Is this the same kit?

https://www.amazon.com/Piranha-Trailer-Light-SUBMERSIBLE-LIGHTS/dp/B001OK8SPY


----------



## De Hoog (May 25, 2011)

It looks very close, but the lights look a little different I think. I'll have to go back and take a better look. I went online to check reviews/prices and found the same info you posted in the link.


----------



## De Hoog (Jun 1, 2011)

Here is what they are. I ended up buying them and I actually got 15% of $39 because of a Memorial Day sale. I looked the same model up on Amazon and they were around $89.


----------



## Jim (Jun 1, 2011)

nice price! Let us know how the install goes and then how they work.


----------



## bulldog (Jun 1, 2011)

I just put a set of the Piranna LED lights on my trailer tonight. Mine are the elongated ones that look like an oval. They seem to be of a high quality and the LEDs are super bright. Hooked right up where the old ones were and fit perfectly. I'm very happy with my purchase but I did not get nearly the deal you did.
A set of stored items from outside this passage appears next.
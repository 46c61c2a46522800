//! Row buffer configuration

use serde::Deserialize;

use crate::error::{ConfigError, Result};

/// Configuration for partition queues and the buffer registry
///
/// All fields have sensible defaults - you only need to specify what you
/// want to change.
#[derive(Debug, Clone, Deserialize)]
#[serde(default)]
pub struct BufferConfig {
    /// Maximum rows held by one in-memory partition queue; enqueues past
    /// this are rejected. WAL-backed queues are not bounded by this value.
    /// Default: 10000
    pub max_row_count: usize,

    /// Number of round-robin shards for high-volume tables.
    /// Default: 1 (sharding effectively off)
    pub max_shards_per_table: u32,

    /// Tables whose row streams are sharded across partitions.
    /// Matched case-insensitively against the table name.
    /// Default: empty
    pub high_volume_tables: Vec<String>,
}

impl Default for BufferConfig {
    fn default() -> Self {
        Self {
            max_row_count: 10_000,
            max_shards_per_table: 1,
            high_volume_tables: Vec::new(),
        }
    }
}

impl BufferConfig {
    /// Set the per-queue row cap
    pub fn with_max_row_count(mut self, max_row_count: usize) -> Self {
        self.max_row_count = max_row_count;
        self
    }

    /// Set the shard count for high-volume tables
    pub fn with_max_shards_per_table(mut self, shards: u32) -> Self {
        self.max_shards_per_table = shards;
        self
    }

    /// Set the high-volume table names
    pub fn with_high_volume_tables<I, S>(mut self, tables: I) -> Self
    where
        I: IntoIterator<Item = S>,
        S: Into<String>,
    {
        self.high_volume_tables = tables.into_iter().map(Into::into).collect();
        self
    }

    /// Whether a table's row stream should be sharded
    pub fn is_high_volume(&self, table: &str) -> bool {
        self.high_volume_tables
            .iter()
            .any(|t| t.eq_ignore_ascii_case(table))
    }

    /// Check the section for unusable values
    pub fn validate(&self) -> Result<()> {
        if self.max_row_count == 0 {
            return Err(ConfigError::invalid(
                "buffer.max_row_count",
                "must be at least 1",
            ));
        }
        if self.max_shards_per_table == 0 {
            return Err(ConfigError::invalid(
                "buffer.max_shards_per_table",
                "must be at least 1",
            ));
        }
        Ok(())
    }
}
//! Configuration error types

use thiserror::Error;

/// Result type for configuration operations
pub type Result<T> = std::result::Result<T, ConfigError>;

/// Errors that can occur when validating configuration
#[derive(Debug, Error)]
pub enum ConfigError {
    /// A field holds a value the component cannot run with
    #[error("invalid value for '{field}': {reason}")]
    InvalidValue {
        /// Dotted path of the offending field
        field: &'static str,
        /// Why the value is unusable
        reason: String,
    },
}

impl ConfigError {
    /// Create an invalid-value error
    pub fn invalid(field: &'static str, reason: impl Into<String>) -> Self {
        Self::InvalidValue {
            field,
            reason: reason.into(),
        }
    }
}
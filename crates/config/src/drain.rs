//! Drain scheduler and worker configuration

use std::time::Duration;

use serde::Deserialize;

use crate::error::{ConfigError, Result};

/// Configuration for the drain scheduler and its worker pool
///
/// All fields have sensible defaults - you only need to specify what you
/// want to change.
#[derive(Debug, Clone, Deserialize)]
#[serde(default)]
pub struct DrainConfig {
    /// Concurrent drain workers (one partition per worker at a time).
    /// Default: 4
    pub worker_count: usize,

    /// Submissions allowed to wait for a free worker beyond `worker_count`.
    /// A submission arriving past this bound is dropped.
    /// Default: 10
    pub submit_queue_depth: usize,

    /// Scheduler scan interval.
    /// Default: 1s
    #[serde(with = "humantime_serde")]
    pub tick_interval: Duration,

    /// Wall-clock budget for one drain invocation.
    /// Default: 10s
    #[serde(with = "humantime_serde")]
    pub max_drain_duration: Duration,

    /// Row budget for one drain invocation.
    /// Default: 10000
    pub max_records_per_drain: u64,

    /// How long to wait for the sink to commit the last sent offset after
    /// a drain quantum ends.
    /// Default: 120s
    #[serde(with = "humantime_serde")]
    pub max_commit_wait: Duration,

    /// Sleep before re-checking a momentarily empty queue mid-drain.
    /// Default: 10ms
    #[serde(with = "humantime_serde")]
    pub empty_poll_interval: Duration,

    /// Interval between committed-offset polls during the commit wait.
    /// Default: 1s
    #[serde(with = "humantime_serde")]
    pub commit_poll_interval: Duration,
}

impl Default for DrainConfig {
    fn default() -> Self {
        Self {
            worker_count: 4,
            submit_queue_depth: 10,
            tick_interval: Duration::from_secs(1),
            max_drain_duration: Duration::from_secs(10),
            max_records_per_drain: 10_000,
            max_commit_wait: Duration::from_secs(120),
            empty_poll_interval: Duration::from_millis(10),
            commit_poll_interval: Duration::from_secs(1),
        }
    }
}

impl DrainConfig {
    /// Set the worker pool size
    pub fn with_worker_count(mut self, worker_count: usize) -> Self {
        self.worker_count = worker_count;
        self
    }

    /// Set the submission queue depth
    pub fn with_submit_queue_depth(mut self, depth: usize) -> Self {
        self.submit_queue_depth = depth;
        self
    }

    /// Set the scheduler tick interval
    pub fn with_tick_interval(mut self, interval: Duration) -> Self {
        self.tick_interval = interval;
        self
    }

    /// Set the per-invocation duration budget
    pub fn with_max_drain_duration(mut self, duration: Duration) -> Self {
        self.max_drain_duration = duration;
        self
    }

    /// Set the per-invocation row budget
    pub fn with_max_records_per_drain(mut self, records: u64) -> Self {
        self.max_records_per_drain = records;
        self
    }

    /// Set the commit wait budget
    pub fn with_max_commit_wait(mut self, budget: Duration) -> Self {
        self.max_commit_wait = budget;
        self
    }

    /// Set the empty-queue poll interval
    pub fn with_empty_poll_interval(mut self, interval: Duration) -> Self {
        self.empty_poll_interval = interval;
        self
    }

    /// Set the committed-offset poll interval
    pub fn with_commit_poll_interval(mut self, interval: Duration) -> Self {
        self.commit_poll_interval = interval;
        self
    }

    /// Total in-flight drain submissions tolerated at once
    /// (running plus waiting)
    pub fn max_in_flight(&self) -> usize {
        self.worker_count + self.submit_queue_depth
    }

    /// Check the section for unusable values
    pub fn validate(&self) -> Result<()> {
        if self.worker_count == 0 {
            return Err(ConfigError::invalid(
                "drain.worker_count",
                "must be at least 1",
            ));
        }
        if self.tick_interval.is_zero() {
            return Err(ConfigError::invalid(
                "drain.tick_interval",
                "must be non-zero",
            ));
        }
        if self.empty_poll_interval.is_zero() {
            return Err(ConfigError::invalid(
                "drain.empty_poll_interval",
                "must be non-zero",
            ));
        }
        if self.commit_poll_interval.is_zero() {
            return Err(ConfigError::invalid(
                "drain.commit_poll_interval",
                "must be non-zero",
            ));
        }
        Ok(())
    }
}

#[cfg(test)]
mod tests {
    use super::*;

    #[test]
    fn test_default_config_is_valid() {
        let config = DrainConfig::default();
        assert_eq!(config.worker_count, 4);
        assert_eq!(config.submit_queue_depth, 10);
        assert_eq!(config.tick_interval, Duration::from_secs(1));
        assert_eq!(config.max_in_flight(), 14);
        config.validate().unwrap();
    }

    #[test]
    fn test_zero_workers_rejected() {
        assert!(DrainConfig::default().with_worker_count(0).validate().is_err());
    }

    #[test]
    fn test_zero_tick_rejected() {
        assert!(DrainConfig::default()
            .with_tick_interval(Duration::ZERO)
            .validate()
            .is_err());
    }

    #[test]
    fn test_deserialize_humantime_durations() {
        let config: DrainConfig = serde_json::from_str(
            r#"{"tick_interval": "250ms", "max_commit_wait": "2m", "worker_count": 2}"#,
        )
        .unwrap();
        assert_eq!(config.tick_interval, Duration::from_millis(250));
        assert_eq!(config.max_commit_wait, Duration::from_secs(120));
        assert_eq!(config.worker_count, 2);
        // untouched fields keep their defaults
        assert_eq!(config.empty_poll_interval, Duration::from_millis(10));
    }
}
//! Drain scheduler metrics
//!
//! Atomic counters for scheduler passes and drain outcomes.
//! All operations use relaxed ordering; values are eventually consistent.

use std::sync::atomic::{AtomicU64, Ordering};

use crate::worker::TerminationReason;

/// Counters covering the scheduler loop and every drain it runs
///
/// # Thread Safety
///
/// All methods are safe to call from multiple threads concurrently.
#[derive(Debug, Default)]
pub struct DrainMetrics {
    /// Scheduler passes started
    ticks: AtomicU64,

    /// Partitions claimed by a scan
    partitions_claimed: AtomicU64,

    /// Drain tasks handed to the pool
    tasks_dispatched: AtomicU64,

    /// Submissions refused because the pool was saturated
    submissions_rejected: AtomicU64,

    /// Drains that ran through their commit wait
    drains_succeeded: AtomicU64,

    /// Drains abandoned on a channel fault
    drains_channel_error: AtomicU64,

    /// Drains that died to an unexpected error
    drains_unexpected_error: AtomicU64,

    /// Rows handed to sink channels
    rows_drained: AtomicU64,
}

impl DrainMetrics {
    /// Create a new metrics instance with all counters at zero
    #[inline]
    pub const fn new() -> Self {
        Self {
            ticks: AtomicU64::new(0),
            partitions_claimed: AtomicU64::new(0),
            tasks_dispatched: AtomicU64::new(0),
            submissions_rejected: AtomicU64::new(0),
            drains_succeeded: AtomicU64::new(0),
            drains_channel_error: AtomicU64::new(0),
            drains_unexpected_error: AtomicU64::new(0),
            rows_drained: AtomicU64::new(0),
        }
    }

    /// Record the start of a scheduler pass
    #[inline]
    pub fn record_tick(&self) {
        self.ticks.fetch_add(1, Ordering::Relaxed);
    }

    /// Record a partition claimed by a scan
    #[inline]
    pub fn record_claimed(&self) {
        self.partitions_claimed.fetch_add(1, Ordering::Relaxed);
    }

    /// Record a drain task handed to the pool
    #[inline]
    pub fn record_dispatched(&self) {
        self.tasks_dispatched.fetch_add(1, Ordering::Relaxed);
    }

    /// Record a submission refused by a saturated pool
    #[inline]
    pub fn record_rejected(&self) {
        self.submissions_rejected.fetch_add(1, Ordering::Relaxed);
    }

    /// Record one row handed to a sink channel
    #[inline]
    pub fn record_row_drained(&self) {
        self.rows_drained.fetch_add(1, Ordering::Relaxed);
    }

    /// Record how a drain ended
    #[inline]
    pub fn record_termination(&self, reason: TerminationReason) {
        let counter = match reason {
            TerminationReason::Success => &self.drains_succeeded,
            TerminationReason::ChannelError => &self.drains_channel_error,
            TerminationReason::UnexpectedError => &self.drains_unexpected_error,
        };
        counter.fetch_add(1, Ordering::Relaxed);
    }

    /// Get a point-in-time copy of all counters
    #[inline]
    pub fn snapshot(&self) -> DrainMetricsSnapshot {
        DrainMetricsSnapshot {
            ticks: self.ticks.load(Ordering::Relaxed),
            partitions_claimed: self.partitions_claimed.load(Ordering::Relaxed),
            tasks_dispatched: self.tasks_dispatched.load(Ordering::Relaxed),
            submissions_rejected: self.submissions_rejected.load(Ordering::Relaxed),
            drains_succeeded: self.drains_succeeded.load(Ordering::Relaxed),
            drains_channel_error: self.drains_channel_error.load(Ordering::Relaxed),
            drains_unexpected_error: self.drains_unexpected_error.load(Ordering::Relaxed),
            rows_drained: self.rows_drained.load(Ordering::Relaxed),
        }
    }

    /// Get rows drained so far (for logging)
    #[inline]
    pub fn rows_drained(&self) -> u64 {
        self.rows_drained.load(Ordering::Relaxed)
    }
}

/// Point-in-time snapshot of drain metrics
#[derive(Debug, Clone, Copy, PartialEq, Eq, Default)]
pub struct DrainMetricsSnapshot {
    /// Scheduler passes started
    pub ticks: u64,
    /// Partitions claimed by a scan
    pub partitions_claimed: u64,
    /// Drain tasks handed to the pool
    pub tasks_dispatched: u64,
    /// Submissions refused by a saturated pool
    pub submissions_rejected: u64,
    /// Drains that ran through their commit wait
    pub drains_succeeded: u64,
    /// Drains abandoned on a channel fault
    pub drains_channel_error: u64,
    /// Drains that died to an unexpected error
    pub drains_unexpected_error: u64,
    /// Rows handed to sink channels
    pub rows_drained: u64,
}

impl DrainMetricsSnapshot {
    /// Total drains that finished, whatever the reason
    #[inline]
    pub fn drains_finished(&self) -> u64 {
        self.drains_succeeded + self.drains_channel_error + self.drains_unexpected_error
    }
}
I paid $26.99 per light and that was just the lights. No wiring kit or anything else.


----------



## De Hoog (Jun 2, 2011)

The lights won't be installed for a bit. I'm in the process of starting the sanding/priming/painting my trailer. I think I'm like a lot of other people on here in the fact that I need to finish the trailer before I mod the boat or else I won't get to the trailer due to fishing. But overall, I'm happy with the purchase and I think they'll do great. My only worry is the store didn't have replacement lights of the same brand/size that I could find. I'm not worried about them burning out, rather, in case one gets broken.


----------